* [Assignment] A verbatim copy of the data below is the required output.

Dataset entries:
====

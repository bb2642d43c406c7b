use std::collections::BTreeMap;

use crate::error::Error;
use crate::glow::{
    Address, Command, CommandKind, ConnectionOperation, Element, ElementKind, Fragment,
    Invocation, InvocationResult, MatrixBody, MatrixConnection, Root, TreePath, Value,
};
use crate::matrix::{self, MatrixChange};
use crate::subscribers::{PeerId, PeerSink, SubscriberRegistry};
use crate::tree::{NodeId, Tree};

/// How the request addressed its target. Replies use the same form.
#[derive(Debug, Clone, Copy, PartialEq, Eq)]
pub enum Addressing {
    Hierarchical,
    Qualified,
}

/// Changes to the tree that listeners outside the engine care about.
#[derive(Debug, Clone, PartialEq)]
pub enum TreeEvent {
    ValueChanged {
        path: TreePath,
        identifier: Option<String>,
        value: Value,
    },
    Matrix {
        path: TreePath,
        change: MatrixChange,
        target: u32,
        sources: Vec<u32>,
    },
}

/// Invocation on a function element that the engine hands back to the
/// caller for execution.
#[derive(Debug, Clone, PartialEq)]
pub struct PendingInvocation {
    pub path: TreePath,
    pub invocation: Invocation,
}

/// Result of handling one request or operator action.
#[derive(Debug, Default)]
pub struct Dispatch {
    /// Path of the element the request resolved to.
    pub path: Option<TreePath>,
    pub reply: Option<Root>,
    pub events: Vec<TreeEvent>,
    pub invocation: Option<PendingInvocation>,
    /// Number of subscribers the change was fanned out to.
    pub notified: usize,
}

enum Target<'a> {
    Command(&'a Command),
    Payload(&'a Element),
}

/// Owns the live tree and its subscriptions and applies requests to them.
#[derive(Debug, Default)]
pub struct Engine {
    tree: Tree,
    subscribers: SubscriberRegistry,
}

====

* [Result of this task]
repository bb2642d43c406c7b
use std::collections::BTreeMap;

use crate::error::Error;
use crate::glow::{
    Address, Command, CommandKind, ConnectionOperation, Element, ElementKind, Fragment,
    Invocation, InvocationResult, MatrixBody, MatrixConnection, Root, TreePath, Value,
};
use crate::matrix::{self, MatrixChange};
use crate::subscribers::{PeerId, PeerSink, SubscriberRegistry};
use crate::tree::{NodeId, Tree};

/// How the request addressed its target. Replies use the same form.
#[derive(Debug, Clone, Copy, PartialEq, Eq)]
pub enum Addressing {
    Hierarchical,
    Qualified,
}

/// Changes to the tree that listeners outside the engine care about.
#[derive(Debug, Clone, PartialEq)]
pub enum TreeEvent {
    ValueChanged {
        path: TreePath,
        identifier: Option<String>,
        value: Value,
    },
    Matrix {
        path: TreePath,
        change: MatrixChange,
        target: u32,
        sources: Vec<u32>,
    },
}

/// Invocation on a function element that the engine hands back to the
/// caller for execution.
#[derive(Debug, Clone, PartialEq)]
pub struct PendingInvocation {
    pub path: TreePath,
    pub invocation: Invocation,
}

/// Result of handling one request or operator action.
#[derive(Debug, Default)]
pub struct Dispatch {
    /// Path of the element the request resolved to.
    pub path: Option<TreePath>,
    pub reply: Option<Root>,
    pub events: Vec<TreeEvent>,
    pub invocation: Option<PendingInvocation>,
    /// Number of subscribers the change was fanned out to.
    pub notified: usize,
}

enum Target<'a> {
    Command(&'a Command),
    Payload(&'a Element),
}

/// Owns the live tree and its subscriptions and applies requests to them.
#[derive(Debug, Default)]
pub struct Engine {
    tree: Tree,
    subscribers: SubscriberRegistry,
}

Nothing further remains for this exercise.